When the Germans invaded he was rounded up with the other Jews of Lvov. Out of a community of 160,000 to 170,000 there were but 3,400 left alive when the Russians arrived.
Wiesenthal survived by being a useful worker for the Germans, by being be employed by a good “German”, by being lucky not to chosen for random execution, by being sheltered for a time after escaping, by being taken by an SS unit as the Russians closed in that needed prisoners for their retreat and by having a tough constitution and a will to live that kept him alive, but barely as he was 97 pounds, until the American army arrived at the Mauthausen concentration camp in May of 1945.
He always had hope. Viktor Frankl described hope as essential to survival in the camps.
Unlike most survivors Wiesenthal immediately took up an active life working to help fellow refugees and identify Nazi criminals.

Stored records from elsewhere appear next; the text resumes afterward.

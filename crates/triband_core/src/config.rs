//! Engine Configuration

use serde::{Deserialize, Serialize};
use triband_dsp::{ProcessSpec, MAX_CHANNELS};

use crate::error::{EngineError, EngineResult};

/// Stream layout and resource sizing handed to `MultibandEngine::prepare`
#[derive(Debug, Clone, PartialEq, Serialize, Deserialize)]
pub struct EngineConfig {
    /// Sample rate in Hz (e.g., 44100, 48000, 96000)
    pub sample_rate: u32,

    /// Number of audio channels (1 = mono, 2 = stereo)
    pub channels: u16,

    /// Largest block the host will ever pass to `process`, in frames
    pub max_block_size: u32,

    /// Meter frames buffered for the control thread (one per processed block)
    #[serde(default = "default_meter_capacity")]
    pub meter_capacity: usize,
}

fn default_meter_capacity() -> usize {
    64
}

impl Default for EngineConfig {
    fn default() -> Self {
        Self {
            sample_rate: 48000,
            channels: 2,
            max_block_size: 512,
            meter_capacity: default_meter_capacity(),
        }
    }
}

impl EngineConfig {
    /// Create config optimized for low latency
    pub fn low_latency() -> Self {
        Self {
            max_block_size: 128, // ~2.6ms latency
            meter_capacity: 256,
            ..Self::default()
        }
    }

    /// Create config optimized for stability
    pub fn stable() -> Self {
        Self {
            max_block_size: 2048, // ~42ms latency
            meter_capacity: 32,
            ..Self::default()
        }
    }

    /// Calculate latency in milliseconds of one maximum-size block
    pub fn latency_ms(&self) -> f32 {
        (self.max_block_size as f32 / self.sample_rate as f32) * 1000.0
    }

    /// Validate configuration
    pub fn validate(&self) -> EngineResult<()> {
        if self.sample_rate < 8000 || self.sample_rate > 384000 {
            return Err(EngineError::InvalidConfig(format!(
                "Invalid sample rate: {}",
                self.sample_rate
            )));
        }
        if self.channels == 0 || self.channels as usize > MAX_CHANNELS {
            return Err(EngineError::InvalidConfig(format!(
                "Invalid channel count: {}",
                self.channels
            )));
        }
        if self.max_block_size == 0 || self.max_block_size > 16384 {
            return Err(EngineError::InvalidConfig(format!(
                "Invalid max block size: {}",
                self.max_block_size
            )));
        }
        if self.meter_capacity == 0 {
            return Err(EngineError::InvalidConfig(
                "Meter capacity must be at least 1".into(),
            ));
        }
        Ok(())
    }

    /// Layout passed down to the DSP stages
    pub fn process_spec(&self) -> ProcessSpec {
        ProcessSpec::new(
            self.sample_rate as f32,
            self.channels as usize,
            self.max_block_size as usize,
        )
    }
}
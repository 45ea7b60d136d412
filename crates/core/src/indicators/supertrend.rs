use crate::domain::snapshot::Trend;
use crate::indicators::atr::atr;

pub const DEFAULT_PERIOD: usize = 10;
pub const DEFAULT_MULTIPLIER: f64 = 2.0;

#[derive(Debug, Clone, Copy, PartialEq)]
pub struct SupertrendReading {
    pub value: f64,
    pub trend: Trend,
}

impl SupertrendReading {
    fn neutral() -> Self {
        Self {
            value: 0.0,
            trend: Trend::Neutral,
        }
    }
}

/// Supertrend band at the last bar and the trend sign relative to it.
///
/// Bands and the trend line are seeded at `period - 1` and carried forward bar by bar.
/// Band membership is decided by exact equality with the previous band value: the line
/// only ever holds a copy of one of the two final bands, so no tolerance is applied.
pub fn supertrend(
    high: &[f64],
    low: &[f64],
    close: &[f64],
    period: usize,
    multiplier: f64,
) -> SupertrendReading {
    let n = high.len().min(low.len()).min(close.len());
    if period == 0 || n < period {
        return SupertrendReading::neutral();
    }

    let atr = atr(&high[..n], &low[..n], &close[..n], period);
    let seed = period - 1;

    let mut basic_upper = Vec::with_capacity(n);
    let mut basic_lower = Vec::with_capacity(n);
    for i in 0..n {
        let hl2 = (high[i] + low[i]) / 2.0;
        basic_upper.push(hl2 + multiplier * atr[i]);
        basic_lower.push(hl2 - multiplier * atr[i]);
    }

    let mut final_upper = vec![basic_upper[seed]; n];
    let mut final_lower = vec![basic_lower[seed]; n];
    for i in period..n {
        let prev = final_upper[i - 1];
        final_upper[i] = if basic_upper[i] < prev || close[i - 1] > prev {
            basic_upper[i]
        } else {
            prev
        };

        let prev = final_lower[i - 1];
        final_lower[i] = if basic_lower[i] > prev || close[i - 1] < prev {
            basic_lower[i]
        } else {
            prev
        };
    }

    let mut line = vec![final_upper[seed]; n];
    for i in period..n {
        let prev = line[i - 1];
        let on_upper = prev == final_upper[i - 1];
        let on_lower = prev == final_lower[i - 1];

        line[i] = if on_upper && close[i] <= final_upper[i] {
            final_upper[i]
        } else if on_upper && close[i] >= final_upper[i] {
            final_lower[i]
        } else if on_lower && close[i] >= final_lower[i] {
            final_lower[i]
        } else if on_lower && close[i] <= final_lower[i] {
            final_upper[i]
        } else {
            prev
        };
    }

    let last = n - 1;
    let value = line[last];
    let trend = if close[last] > value {
        Trend::Up
    } else {
        Trend::Down
    };

    SupertrendReading { value, trend }
}
pub mod in_market;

His personal passion was finding Adolph Eichmann. He passed onto Israel in 1953 a reliable tip that Eichmann was in Argentina. The letter was buried in a file as finding Eichmann was a low priority in Israel for much of the 1950’s. Because Israel preferred to keep the details of Eichmann’s capture secret Wieshenthal received far more credit than he deserved. Wiesenthal accepted the acclaim and made little effort to correct the record.
Wiesenthal was a brilliant publicist, especially as a self-promoter. For a man devoted to the pursuit of Nazi criminals who needed accurate information he was often unreliable, sometimes deliberately deceptive, in describing events. Except when testifying in court or in interviews with Yad Vashem, he usually embellished his life. As a lawyer it is hard to find people credible for whom the truth is flexible. What is the core of truth when there are varying versions? That Wieshenthal’s sworn evidence was truthful makes it harder for me to understand why he was reckless in his statements outside court.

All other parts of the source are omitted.